WHAT TO PRODUCE:
Working from the records below, repeat exactly the lines starting at the line that contains "engine typically implements" and ending at the line that contains "refresh task ran.", inclusive.

GIVEN RECORDS:
-------
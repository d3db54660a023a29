//! World observer trait for movement sinks and instrumentation.

use glam::Vec3;

use st_core::{EntityId, SimTime};
use st_schedule::PumpReport;

/// Callbacks invoked by [`World::pump`][crate::World::pump] and
/// [`World::frame`][crate::World::frame].
///
/// All methods have default no-op implementations so implementors only need
/// to override what they care about.  A host engine typically implements
/// `on_agent_moved` to push the new transform onto its own scene objects.
///
/// # Example: trail recorder
///
/// ```rust,ignore
/// struct Trails(Vec<(EntityId, Vec3)>);
///
/// impl WorldObserver for Trails {
///     fn on_agent_moved(&mut self, id: EntityId, _delta: Vec3, position: Vec3, _forward: Vec3) {
///         self.0.push((id, position));
///     }
/// }
/// ```
pub trait WorldObserver {
    /// An agent moved during [`World::frame`][crate::World::frame].
    ///
    /// `delta` is the masked displacement just applied; `position` and
    /// `forward` are the state after the move.
    fn on_agent_moved(&mut self, _id: EntityId, _delta: Vec3, _position: Vec3, _forward: Vec3) {}

    /// A radar refresh task ran.
    fn on_radar_refreshed(&mut self, _id: EntityId, _agents: usize, _obstacles: usize) {}

    /// A steering tick committed `velocity` as the agent's new target
    /// velocity.  `failed` counts behaviors whose output was discarded.
    fn on_steering_composed(&mut self, _id: EntityId, _velocity: Vec3, _failed: u32) {}

    /// Called once after every queue has been updated.
    fn on_pump_end(&mut self, _now: SimTime, _report: &PumpReport) {}
}

/// A [`WorldObserver`] that does nothing.
pub struct NoopObserver;

impl WorldObserver for NoopObserver {}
-------
EXERCISE ANSWER:
/// to override what they care about.  A host engine typically implements
/// `on_agent_moved` to push the new transform onto its own scene objects.
///
/// # Example: trail recorder
///
/// ```rust,ignore
/// struct Trails(Vec<(EntityId, Vec3)>);
///
/// impl WorldObserver for Trails {
///     fn on_agent_moved(&mut self, id: EntityId, _delta: Vec3, position: Vec3, _forward: Vec3) {
///         self.0.push((id, position));
///     }
/// }
/// ```
pub trait WorldObserver {
    /// An agent moved during [`World::frame`][crate::World::frame].
    ///
    /// `delta` is the masked displacement just applied; `position` and
    /// `forward` are the state after the move.
    fn on_agent_moved(&mut self, _id: EntityId, _delta: Vec3, _position: Vec3, _forward: Vec3) {}

    /// A radar refresh task ran.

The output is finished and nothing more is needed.